Ford Mustang Forums banner

1 - 20 of 26 Posts

·
Registered
Joined
·
61 Posts
Discussion Starter #1
Alrighty, here's the situation. I can not set my timing above 11 degrees, if I do my car misses and sputters like crazy. I also pulled the spout out, and tried setting my timing to 30-32 degrees. Whenever I go above 26 degrees, it does the same thing.

This is telling me that I have an internal timing problem? Is my cam way out of degree? My 1.7s need shimmed up? I'd appreciate any info, because I wanna get back w/my mechanic on this beings that he's the one who's done all the work....I need something to show him, other than my complaining, so he will tear it apart and fix it up.

Also, I have an all new distributor, wires, plugs, rotor and cap, I've done a compression test and leakdown test....all w/positive results.

Thanks in advance for any help. :joy:
 

·
Registered
Joined
·
5,669 Posts
What grade gas do you use? How old is your fuel filter? Have you run fuel injector cleaner through it lately?

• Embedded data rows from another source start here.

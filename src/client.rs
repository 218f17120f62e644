//! Typed HTTP client for the marketplace backend.
//!
//! Thin wrapper over a shared `reqwest::Client`; one instance serves the
//! whole session. Response shapes mirror the backend JSON contract
//! (camelCase fields, opaque string ids).

use serde::{Deserialize, Serialize};
use std::time::Duration;
use tracing::{debug, instrument};
use url::Url;

use crate::{
    config::AppConfig,
    errors::ServiceError,
    models::{OrderDetail, OrderDraft, PaymentMethod, PaymentStatus, Product},
};

/// Response of `POST /order/create`.
#[derive(Debug, Clone, Serialize, Deserialize)]
#[serde(rename_all = "camelCase")]
pub struct CreateOrderResponse {
    pub order_id: String,
    /// Echoed for COD confirmations; absent on the SafePay path.
    #[serde(default)]
    pub payment_method: Option<PaymentMethod>,
}

/// Response of `POST /payment/initiate/{orderId}`.
#[derive(Debug, Clone, Serialize, Deserialize)]
#[serde(rename_all = "camelCase")]
pub struct InitiatePaymentResponse {
    #[serde(default)]
    pub redirect_url: Option<String>,
}

#[derive(Debug, Clone, Serialize, Deserialize)]
struct PaymentStatusResponse {
    status: PaymentStatus,
}

/// HTTP client for the storefront backend.
#[derive(Debug, Clone)]
pub struct BackendClient {
    client: reqwest::Client,
    base_url: Url,
}

impl BackendClient {
    /// Builds a client from configuration (base URL and request timeout).
    pub fn new(config: &AppConfig) -> Result<Self, ServiceError> {
        Self::with_timeout(&config.backend_url, config.request_timeout())
    }

    pub fn with_timeout(base_url: &str, timeout: Duration) -> Result<Self, ServiceError> {
        let base_url = Url::parse(base_url)
            .map_err(|e| ServiceError::ConfigError(format!("invalid backend URL: {}", e)))?;
        let client = reqwest::Client::builder().timeout(timeout).build()?;
        Ok(Self { client, base_url })
    }

    fn endpoint(&self, segments: &[&str]) -> Result<Url, ServiceError> {
        let mut url = self.base_url.clone();
        {
            let mut path = url.path_segments_mut().map_err(|_| {
                ServiceError::ConfigError("backend URL cannot be a base".to_string())
            })?;
            path.pop_if_empty();
            for segment in segments {
                path.push(segment);
            }
        }
        Ok(url)
    }

    /// Creates an order from the draft. The backend computes the binding
    /// price from the submitted product ids.
    #[instrument(skip(self, draft), fields(items = draft.items.len(), method = %draft.payment_method))]
    pub async fn create_order(
        &self,
        draft: &OrderDraft,
    ) -> Result<CreateOrderResponse, ServiceError> {
        let url = self.endpoint(&["order", "create"])?;
        let response = self.client.post(url).json(draft).send().await?;
        Self::decode(response).await
    }

    /// Asks the payment provider for a redirect URL for the given order.
    #[instrument(skip(self))]
    pub async fn initiate_payment(
        &self,
        order_id: &str,
    ) -> Result<InitiatePaymentResponse, ServiceError> {
        let url = self.endpoint(&["payment", "initiate", order_id])?;
        let response = self.client.post(url).send().await?;
        Self::decode(response).await
    }

    /// Queries the current payment status for an order.
    #[instrument(skip(self))]
    pub async fn payment_status(&self, order_id: &str) -> Result<PaymentStatus, ServiceError> {
        let url = self.endpoint(&["payment", "status", order_id])?;
        let response = self.client.get(url).send().await?;
        let body: PaymentStatusResponse = Self::decode(response).await?;
        debug!("Payment status for {}: {:?}", order_id, body.status);
        Ok(body.status)
    }

    /// Fetches the receipt payload for the order-confirmation view.
    #[instrument(skip(self))]
    pub async fn fetch_order(&self, order_id: &str) -> Result<OrderDetail, ServiceError> {
        let url = self.endpoint(&["order", order_id])?;
        let response = self.client.get(url).send().await?;
        Self::decode(response).await
    }

    /// Fetches a single listing.
    #[instrument(skip(self))]
    pub async fn fetch_product(&self, product_id: &str) -> Result<Product, ServiceError> {
        let url = self.endpoint(&["product", product_id])?;
        let response = self.client.get(url).send().await?;
        Self::decode(response).await
    }

    async fn decode<T: serde::de::DeserializeOwned>(
        response: reqwest::Response,
    ) -> Result<T, ServiceError> {
        let status = response.status();
        if !status.is_success() {
            let body = response.text().await.unwrap_or_default();
            return Err(ServiceError::ExternalApiError(format!(
                "backend returned {}: {}",
                status,
                body.chars().take(200).collect::<String>()
            )));
        }
        response
            .json::<T>()
            .await
            .map_err(ServiceError::Transport)
    }
}

#[cfg(test)]
mod tests {
    use super::*;

    #[test]
    fn test_endpoint_joins_segments() {
        let client =
            BackendClient::with_timeout("http://localhost:5000/api", Duration::from_secs(5))
                .expect("valid base url");
        let url = client
            .endpoint(&["payment", "status", "o-42"])
            .expect("joinable");
        assert_eq!(url.as_str(), "http://localhost:5000/api/payment/status/o-42");
    }

    #[test]
    fn test_endpoint_tolerates_trailing_slash() {
        let client =
            BackendClient::with_timeout("http://localhost:5000/api/", Duration::from_secs(5))
                .expect("valid base url");
        let url = client.endpoint(&["order", "create"]).expect("joinable");
        assert_eq!(url.as_str(), "http://localhost:5000/api/order/create");
    }

    #[test]
    fn test_invalid_base_url_rejected() {
        let result = BackendClient::with_timeout("not a url", Duration::from_secs(5));
        assert!(matches!(result, Err(ServiceError::ConfigError(_))));
    }

    #[test]
    fn test_create_order_response_without_method() {
        let body = r#"{"orderId": "abc123"}"#;
        let parsed: CreateOrderResponse = serde_json::from_str(body).expect("deserializable");
        assert_eq!(parsed.order_id, "abc123");
        assert!(parsed.payment_method.is_none());
    }
}
//! Shared output helpers.

use backdrop::{BackdropResult, DownloadOutcome};
use backdrop_error::{StorageError, StorageErrorKind};

/// Pretty-print a JSON value to stdout.
pub fn print_json(value: &serde_json::Value) -> BackdropResult<()> {
    let json = serde_json::to_string_pretty(value)
        .map_err(|e| StorageError::new(StorageErrorKind::Serialization(e.to_string())))?;
    println!("{}", json);
    Ok(())
}

/// JSON view of one download.
pub fn outcome_json(outcome: &DownloadOutcome) -> serde_json::Value {
    match &outcome.result {
        Ok(size) => serde_json::json!({ "key": outcome.key.to_string(), "ok": true, "size": size }),
        Err(e) => serde_json::json!({ "key": outcome.key.to_string(), "ok": false, "error": e.to_string() }),
    }
}

/// One line per download.
pub fn print_outcomes(outcomes: &[DownloadOutcome]) {
    for outcome in outcomes {
        match &outcome.result {
            Ok(size) => println!("  ok      {} ({} bytes)", outcome.key, size),
            Err(e) => println!("  failed  {}: {}", outcome.key, e),
        }
    }
}
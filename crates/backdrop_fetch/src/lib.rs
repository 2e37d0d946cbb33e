//! Network fetch primitives for Backdrop.
//!
//! - [`fetch_manifest`] - manifest download with a hard timeout
//! - [`fetch_binary_with_retry`] - payload download with deterministic exponential backoff
//! - [`run_bounded`] - order-preserving worker pool with a concurrency cap
//!
//! All network access goes through the [`Transport`] trait so tests can
//! substitute scripted responses for [`ReqwestTransport`].

#![forbid(unsafe_code)]
#![warn(missing_docs)]

mod bounded;
mod manifest;
mod retry;
mod transport;

pub use bounded::run_bounded;
pub use manifest::fetch_manifest;
pub use retry::{backoff_delays, fetch_binary_with_retry};
pub use transport::{ReqwestTransport, Transport, TransportResponse};
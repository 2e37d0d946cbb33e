//! CLI command definitions.

use backdrop::{CollectionSource, MediaType, SelectionMode};
use clap::{Parser, Subcommand, ValueEnum};
use std::path::PathBuf;

/// Backdrop - offline wallpaper asset cache
#[derive(Parser, Debug)]
#[command(name = "backdrop")]
#[command(about = "Sync, inspect and repair the offline wallpaper cache", long_about = None)]
#[command(version)]
pub struct Cli {
    /// Command to execute
    #[command(subcommand)]
    pub command: Commands,

    /// Load configuration from this file only
    #[arg(short, long, global = true)]
    pub config: Option<PathBuf>,

    /// Enable verbose logging
    #[arg(short, long, global = true)]
    pub verbose: bool,
}

/// Available commands
#[derive(Subcommand, Debug)]
pub enum Commands {
    /// Run one sync pass against the remote manifest
    Sync {
        /// Output format
        #[arg(long, default_value = "human")]
        format: OutputFormat,
    },

    /// Show the persisted manifest and cache contents
    Status {
        /// Output format
        #[arg(long, default_value = "human")]
        format: OutputFormat,
    },

    /// Pick the wallpaper to present
    Choose {
        /// Rotation mode (random, sequence, specific)
        #[arg(long, default_value = "random")]
        mode: SelectionMode,

        /// Candidate collection (predefined, user)
        #[arg(long, default_value = "predefined")]
        source: CollectionSource,

        /// Media type (image, video)
        #[arg(long, default_value = "image")]
        media_type: MediaType,

        /// Asset shown last, for sequence mode
        #[arg(long)]
        last: Option<String>,

        /// Asset to show in specific mode
        #[arg(long)]
        pin: Option<String>,

        /// Asset to leave out
        #[arg(long)]
        exclude: Option<String>,

        /// Also load the payload, falling back as a host would
        #[arg(long)]
        resolve: bool,
    },

    /// Retry every preview that is not stored
    Repair {
        /// Number of parallel downloads
        #[arg(long)]
        concurrency: Option<usize>,
    },

    /// Download the full payload of one manifest entry
    FetchFull {
        /// Asset id
        id: String,
    },

    /// List cache keys
    Keys {
        /// Only full-tier keys with a stored payload
        #[arg(long)]
        full: bool,
    },

    /// User wallpaper library
    #[command(subcommand)]
    User(UserCommands),
}

/// User library subcommands
#[derive(Subcommand, Debug)]
pub enum UserCommands {
    /// Add a wallpaper from a file
    Add {
        /// Payload file
        path: PathBuf,

        /// Media type (image, video)
        #[arg(long, default_value = "image")]
        media_type: MediaType,

        /// Display name
        #[arg(long)]
        name: Option<String>,

        /// Preview file
        #[arg(long)]
        preview: Option<PathBuf>,

        /// Overwrite this existing asset
        #[arg(long)]
        replace: Option<String>,
    },

    /// List user wallpapers
    List {
        /// Output format
        #[arg(long, default_value = "human")]
        format: OutputFormat,
    },

    /// Remove a user wallpaper
    Remove {
        /// Asset id
        id: String,
    },
}

/// Output format for listings
#[derive(Debug, Clone, Copy, ValueEnum)]
pub enum OutputFormat {
    /// Human-readable format
    Human,
    /// JSON format
    Json,
}
//! Manifest download.

use crate::Transport;
use backdrop_core::Manifest;
use backdrop_error::{FetchError, FetchErrorKind};
use std::time::Duration;
use tracing::{debug, instrument};

/// Fetch and parse the remote manifest.
///
/// The request is abandoned once `timeout` elapses. The returned manifest is
/// normalized so every entry carries the media type of its list.
///
/// # Errors
///
/// - [`FetchErrorKind::Timeout`] if no complete response arrived in time
/// - [`FetchErrorKind::HttpStatus`] on a non-2xx status
/// - [`FetchErrorKind::Parse`] if the body is not a manifest or has no string `version`
/// - [`FetchErrorKind::Transport`] if the request could not be made
#[instrument(skip(transport), fields(timeout_ms = timeout.as_millis() as u64))]
pub async fn fetch_manifest<T>(
    transport: &T,
    url: &str,
    timeout: Duration,
) -> Result<Manifest, FetchError>
where
    T: Transport + ?Sized,
{
    let response = tokio::time::timeout(timeout, transport.get(url))
        .await
        .map_err(|_| {
            FetchError::new(FetchErrorKind::Timeout {
                url: url.to_string(),
                timeout_ms: timeout.as_millis() as u64,
            })
        })??;

    if !response.is_success() {
        return Err(FetchError::new(FetchErrorKind::HttpStatus {
            url: url.to_string(),
            status: response.status,
        }));
    }

    let value: serde_json::Value = serde_json::from_slice(&response.body)
        .map_err(|e| FetchError::new(FetchErrorKind::Parse(format!("manifest: {}", e))))?;
    if !value.get("version").is_some_and(serde_json::Value::is_string) {
        return Err(FetchError::new(FetchErrorKind::Parse(
            "manifest has no string version".to_string(),
        )));
    }
    let manifest: Manifest = serde_json::from_value(value)
        .map_err(|e| FetchError::new(FetchErrorKind::Parse(format!("manifest: {}", e))))?;

    let manifest = manifest.normalize();
    debug!(version = %manifest.version, entries = manifest.len(), "Fetched manifest");
    Ok(manifest)
}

Do you have an adjustable fuel pressure regulator, and if so, what is it set at? Do you have the stock fuel pump or an aftermarket one?
 

·
Registered
Joined
·
61 Posts
Discussion Starter #3
Only premium, 93-94 octane.
Fuel filter is only 2 months old, it's a ford part, not some "wang foo tai" brand.
Just ran injector cleaner through this weekend.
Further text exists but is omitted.